Food writer and restaurant critic Moira Hodgson has served up a delightful memoir of meals and wild adventures around the world, sprinkling in recipes along the way.
The daughter of a British Foreign Service officer, Moira Hodgson spent her childhood in many a strange and exotic land. She discovered American food in Saigon, ate wild boar and snails in Berlin, and, when she returned to England as a teenager, learned how to prepare potatoes in every imaginable guise from her eccentric Irish grandmother. She was seventeen when her father was posted to the United Nations, and in New York was introduced for the first time to oysters and cheesecake.
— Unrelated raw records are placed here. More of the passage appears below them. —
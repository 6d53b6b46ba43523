//! Full preview workflow
//!
//! Resets the collection, captures one preview set per copy entry, then
//! hands the result off to the renderer application.

use serde::{Deserialize, Serialize};
use serde_json::json;

use crate::error::{StudioError, StudioResult};
use crate::orchestrator::capture::{ScreenSpec, ScreensRequest};
use crate::orchestrator::{Orchestrator, Platform, PlatformChoice, SessionSnapshot};
use crate::store::PreviewSet;

/// Bundle identifier of the external renderer application.
pub const RENDERER_APP_ID: &str = "com.crafterstation.preview-renderer";

/// Palettes cycled by position when a copy entry does not name one.
pub const PALETTE_CYCLE: &[&str] = &["midnight", "sunrise", "forest", "ocean"];

/// Marketing copy for one preview in the full workflow.
#[derive(Debug, Clone, Deserialize)]
#[serde(rename_all = "camelCase", deny_unknown_fields)]
pub struct CopyEntry {
    pub title: String,
    #[serde(default)]
    pub subtitle: String,
    pub palette_id: Option<String>,
    pub delay_ms: Option<u64>,
}

/// Arguments for the full create-previews workflow.
#[derive(Debug, Clone, Deserialize)]
#[serde(rename_all = "camelCase", deny_unknown_fields)]
pub struct CreateRequest {
    pub app_id: String,
    #[serde(default)]
    pub platform: PlatformChoice,
    pub target: Option<String>,
    pub delay_ms: Option<u64>,
    pub device_id: Option<String>,
    pub language: Option<String>,
    /// Marketing copy, one entry per preview. When absent the workflow
    /// stops after the reset and asks the caller to supply it.
    pub copy: Option<Vec<CopyEntry>>,
    /// Required: the workflow starts by clearing all existing previews.
    #[serde(default)]
    pub confirm: bool,
}

/// How the handoff to the renderer ended.
#[derive(Debug, Clone, Copy, PartialEq, Eq, Serialize)]
#[serde(rename_all = "lowercase")]
pub enum HandoffResult {
    /// The renderer application was activated.
    Activated,
    /// The renderer was not present; the data directory was revealed
    /// instead.
    Revealed,
}

/// Result of the full workflow.
#[derive(Debug, Clone, Serialize)]
#[serde(untagged)]
pub enum CreateOutcome {
    /// The reset ran but no copy was supplied; the caller should retry
    /// with `copy` filled in.
    #[serde(rename_all = "camelCase")]
    CopyRequired {
        copy_required: bool,
        platform: Platform,
    },
    #[serde(rename_all = "camelCase")]
    Done {
        captured: usize,
        skipped: usize,
        previews: Vec<PreviewSet>,
        platform: Platform,
        handoff: HandoffResult,
        #[serde(skip_serializing_if = "Option::is_none")]
        session: Option<SessionSnapshot>,
    },
}

impl Orchestrator {
    /// Full workflow: reset, capture one preview per copy entry, persist,
    /// hand off to the renderer. Destructive, so it requires `confirm`.
    pub async fn create_app_previews(
        &self,
        req: CreateRequest,
        session: Option<SessionSnapshot>,
    ) -> StudioResult<CreateOutcome> {
        if !req.confirm {
            return Err(StudioError::ConfirmationRequired("create_app_previews"));
        }

        self.reset_previews().await?;

        let platform = match req.platform {
            PlatformChoice::Desktop => Platform::Desktop,
            PlatformChoice::Mobile => Platform::Mobile,
            PlatformChoice::Auto => self
                .detect_platform(&req.app_id)
                .await?
                .ok_or_else(|| StudioError::AppNotFound(req.app_id.clone()))?,
        };

        let copy = match req.copy {
            Some(entries) if !entries.is_empty() => entries,
            _ => {
                return Ok(CreateOutcome::CopyRequired {
                    copy_required: true,
                    platform,
                })
            }
        };

        let screens = copy
            .iter()
            .enumerate()
            .map(|(i, entry)| ScreenSpec {
                title: entry.title.clone(),
                subtitle: entry.subtitle.clone(),
                delay_ms: entry.delay_ms,
                palette_id: Some(
                    entry
                        .palette_id
                        .clone()
                        .unwrap_or_else(|| PALETTE_CYCLE[i % PALETTE_CYCLE.len()].to_string()),
                ),
            })
            .collect();

        let platform_choice = match platform {
            Platform::Desktop => PlatformChoice::Desktop,
            Platform::Mobile => PlatformChoice::Mobile,
        };
        let outcome = self
            .capture_app_screens(
                ScreensRequest {
                    app_id: req.app_id.clone(),
                    platform: platform_choice,
                    target: req.target,
                    delay_ms: req.delay_ms,
                    device_id: req.device_id,
                    screens,
                },
                session,
            )
            .await?;

        let handoff = self.hand_off(req.language).await?;

        Ok(CreateOutcome::Done {
            captured: outcome.captured,
            skipped: outcome.skipped,
            previews: outcome.previews,
            platform,
            handoff,
            session: outcome.session,
        })
    }

    /// Clear the persisted previews and delete any screenshot files from
    /// earlier runs.
    pub(crate) async fn reset_previews(&self) -> StudioResult<usize> {
        let removed = self.store().clear().await?;

        match tokio::fs::read_dir(&self.paths().screenshots_dir).await {
            Ok(mut entries) => {
                while let Some(entry) = entries.next_entry().await? {
                    if entry.file_type().await.map(|t| t.is_file()).unwrap_or(false) {
                        if let Err(e) = tokio::fs::remove_file(entry.path()).await {
                            tracing::warn!("Could not delete {}: {}", entry.path().display(), e);
                        }
                    }
                }
            }
            Err(e) if e.kind() == std::io::ErrorKind::NotFound => {}
            Err(e) => return Err(e.into()),
        }

        tracing::info!("Reset: removed {} previews", removed);
        Ok(removed)
    }

    /// Write the render-request payload and activate the renderer;
    /// reveal the data directory when the renderer is not present.
    pub(crate) async fn hand_off(&self, language: Option<String>) -> StudioResult<HandoffResult> {
        let store = self.store().load().await?;
        let language = language.unwrap_or_else(|| store.settings.language.clone());

        let payload = json!({
            "previews": store.previews,
            "options": {
                "language": language,
                "outputDirectory": store.settings.output_directory,
            },
        });
        tokio::fs::create_dir_all(&self.paths().data_dir).await?;
        tokio::fs::write(
            &self.paths().render_request_path,
            serde_json::to_vec_pretty(&payload)?,
        )
        .await?;

        match self.launcher.activate(RENDERER_APP_ID).await {
            Ok(()) => Ok(HandoffResult::Activated),
            Err(e) => {
                tracing::warn!("Renderer activation failed ({}); revealing data dir", e);
                self.launcher
                    .reveal(&self.paths().data_dir)
                    .await
                    .map_err(|e| StudioError::LaunchFailed {
                        app_id: RENDERER_APP_ID.to_string(),
                        message: e.to_string(),
                    })?;
                Ok(HandoffResult::Revealed)
            }
        }
    }
}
Soon, drawn to a more bohemian life, she moved downtown, where she served elaborate meals to artists and writers from the closet-sized kitchen of her Greenwich Village apartment. She lived in Chiapas, Mexico, where she learned to make quesadillas on a charcoal brazier; in Lapland, she cooked on a Coleman stove in the back of a VW bus; and at the farmhouse near Marrakesh where she stayed in Morocco, she dined on mechoui, a whole lamb that was baked for a day over coals in a pit in the courtyard. Hodgson quickly earned a reputation as a discerning critic and an intuitive, entertaining writer. Today, her columns in the New York Observer are widely read by knowledgeable New Yorkers.
IT SEEMED LIKE A GOOD IDEA AT THE TIME reflects Hodgson’s talent for connecting her love of food with the people and places in her life. It also proves her a talented storyteller, with wit, humor and an eye for detail.